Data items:
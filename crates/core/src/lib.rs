pub mod categories;
pub mod clock;
pub mod config;
pub mod form;
pub mod model;
pub mod session;
pub mod storage;
pub mod store;
pub mod view;

pub use categories::{default_categories, find_category};
pub use clock::{Clock, ManualClock, SystemClock};
pub use config::AppConfig;
pub use form::{Draft, FormController, FormState, SubmitOutcome};
pub use model::*;
pub use session::{EventOutcome, Session, SessionEvent, ViewSnapshot};
pub use storage::{KeyValueStore, MemoryStore, SqliteStore, StorageError};
pub use store::{StoreEvent, TaskStore};
pub use view::{filter_tasks, EmptyState, TaskStats, ViewQuery};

| PROBLEM STATEMENT |
Search the entries above for "config". Show every line that has it.

| RESULT |
pub mod config;
pub use config::AppConfig;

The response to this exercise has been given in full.